Some RB churches do plant churches, others might either not have the means or the desire.

I am not sure how a baptist church would go about becoming reformed. I would imagine that the church, or the elders, would determine to follow the bible, and later subscribe to a confession. Then they waive the magic stick, and pronounce the words...walla they are reformed.


----------



## ColdSilverMoon (Aug 26, 2008)

PCA churches, at least those I've been involved with, are very active in planting churches. Just haven't quite gotten to your area yet I guess. Have you checked the PCA directory?


----------



## Seb (Aug 26, 2008)

PuritanBouncer said:


> As for reformed baptist churches, do they even have a directory? How do you know if a Baptist church is "reformed" or not? Do they plant churches? How does a baptist church become "reformed"? Does it depend on the pastor that's there?



Here's three directories of Reformed Baptist Churches. I hope one of them is close to you.

Founders Ministries | FAQ

Reformed Baptist Church Directory

ARBCA Homepage


----------



## ReformedWretch (Aug 26, 2008)

I've been all over the PCA and OPC directories. Thanks for the baptists links! There is one in Marion Indiana which is about 20-25 minutes from Wabash!


----------



## toddpedlar (Aug 26, 2008)

Hi Adam -

Hence my frustration, often. Hence our membership at a CCCC church - good, but not truly reformed. Not the PCA or OPC where we'd be most comfortable, 'cause they just aren't around here (and we're lucky - the nearby ones are an hour and a half from us. In Alaska, if I'm not mistaken, there's one OPC/PCA in the whole state. Wyoming is likewise blessed)

Todd


----------



## ReformedWretch (Aug 26, 2008)

but why is it like this?


----------



## Gloria (Aug 26, 2008)

Just this Sunday, our evening prayers included petitions to the Lord to get 5 new churches added to our presbytery. Our associate pastor was going to a town over an hour away from us weekly for nearly a year to conduct a Bible study in someone's home that we hope will eventually turn into a church plant. I'd say efforts are being made in my neck of the woods.


----------



## Contra_Mundum (Aug 26, 2008)

We just don't have the right scale of time. We tend to have a strong desire to see the best church planted (or already in existence) right where we are. But we forget that a church is a living thing, which takes time to grow.

How do you plant hundreds of churches at a time, when you have almost no resources? Sure, Jesus owns the cattle on a thousand hills, but he doesn't always trust his most faithful people with excess wealth. So, we wait and watch as he does his own miraculous things with our meager offerings, and he gets all the glory. And we have to be like the man who plants and waits, Mk 4:26-29. And remember, not all soil is good soil, Mk. 4:3-20.
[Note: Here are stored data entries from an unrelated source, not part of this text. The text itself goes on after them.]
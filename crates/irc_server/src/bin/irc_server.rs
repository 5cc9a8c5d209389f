use std::process::ExitCode;
use std::sync::Arc;

use clap::Parser;
use flexi_logger::{Duplicate, FileSpec, Logger};
use irc_proto::ChanModeSpec;
use irc_server::cli::Cli;
use irc_server::config::{Config, FileConfig};
use irc_server::file_transfer::FileTransferService;
use irc_server::server::ServerLoop;
use irc_server::world::WorldModel;
use log::{error, info};

#[tokio::main]
async fn main() -> ExitCode {
    let cli = Cli::parse();

    let file_config = match &cli.config {
        Some(path) => match FileConfig::load(path) {
            Ok(c) => Some(c),
            Err(e) => {
                eprintln!("failed to load config file {}: {e}", path.display());
                return ExitCode::from(2);
            }
        },
        None => None,
    };
    let config = Arc::new(Config::resolve(file_config, &cli));

    let mut logger = Logger::try_with_str(&config.log_level)
        .unwrap_or_else(|_| Logger::try_with_str("info").expect("built-in level parses"));
    logger = logger.duplicate_to_stderr(Duplicate::All);
    if let Some(path) = &config.log_file {
        logger = logger.log_to_file(FileSpec::try_from(path.clone()).unwrap_or_default());
    }
    if logger.start().is_err() {
        eprintln!("failed to initialize logging");
        return ExitCode::from(1);
    }

    info!("starting {} {}", config.server_name, config.version);

    let world = Arc::new(WorldModel::new(
        config.server_name.clone(),
        config.casemapping,
        ChanModeSpec::parse("beI,k,l,imnpst"),
        config.max_nick_len,
        config.max_channel_name_len,
        config.max_topic_len,
        config.password.clone(),
        config.whowas_history_len,
    ));

    let server = ServerLoop {
        world: world.clone(),
        config: config.clone(),
    };
    let transfer = FileTransferService::new(config.dcc_idle_timeout_secs);

    let bind_address = config.bind_address.clone();
    let file_transfer_port = config.file_transfer_port;

    let server_result = tokio::select! {
        res = server.run() => res,
        res = transfer.run(&bind_address, file_transfer_port) => res,
    };

    if let Err(e) = server_result {
        error!("fatal server error: {e}");
        return ExitCode::from(1);
    }
    ExitCode::SUCCESS
}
The OPC is a miracle. The PCA is a different kind of miracle. They are children in the same family. Do you want to see more OPC and PCA churches (or ARP, RPC, URC, PRC, etc)? Pray for them, and try to see if one can begin in your area. To get a church going requires certain basic things, and all besides a church-planting pastor. The most important might be: a core group of people with unity, hope/vision, and Spiritual motivation. You could be the beginning of something like that in your new area, if God wills.

Starting a confessional presbyterian church from scratch, that is with literally nothing and nobody, is impossible. I mean it--impossible, from the human standpoint. Jesus can do anything, but just expecting him to work a certain way because we want it, is a way to be severely disappointed. Do you realize that when Paul began his herculean efforts in the first century, God had already provided ready-made core groups of elder-material all over the Roman empire? They were the kind of people you found in Berea.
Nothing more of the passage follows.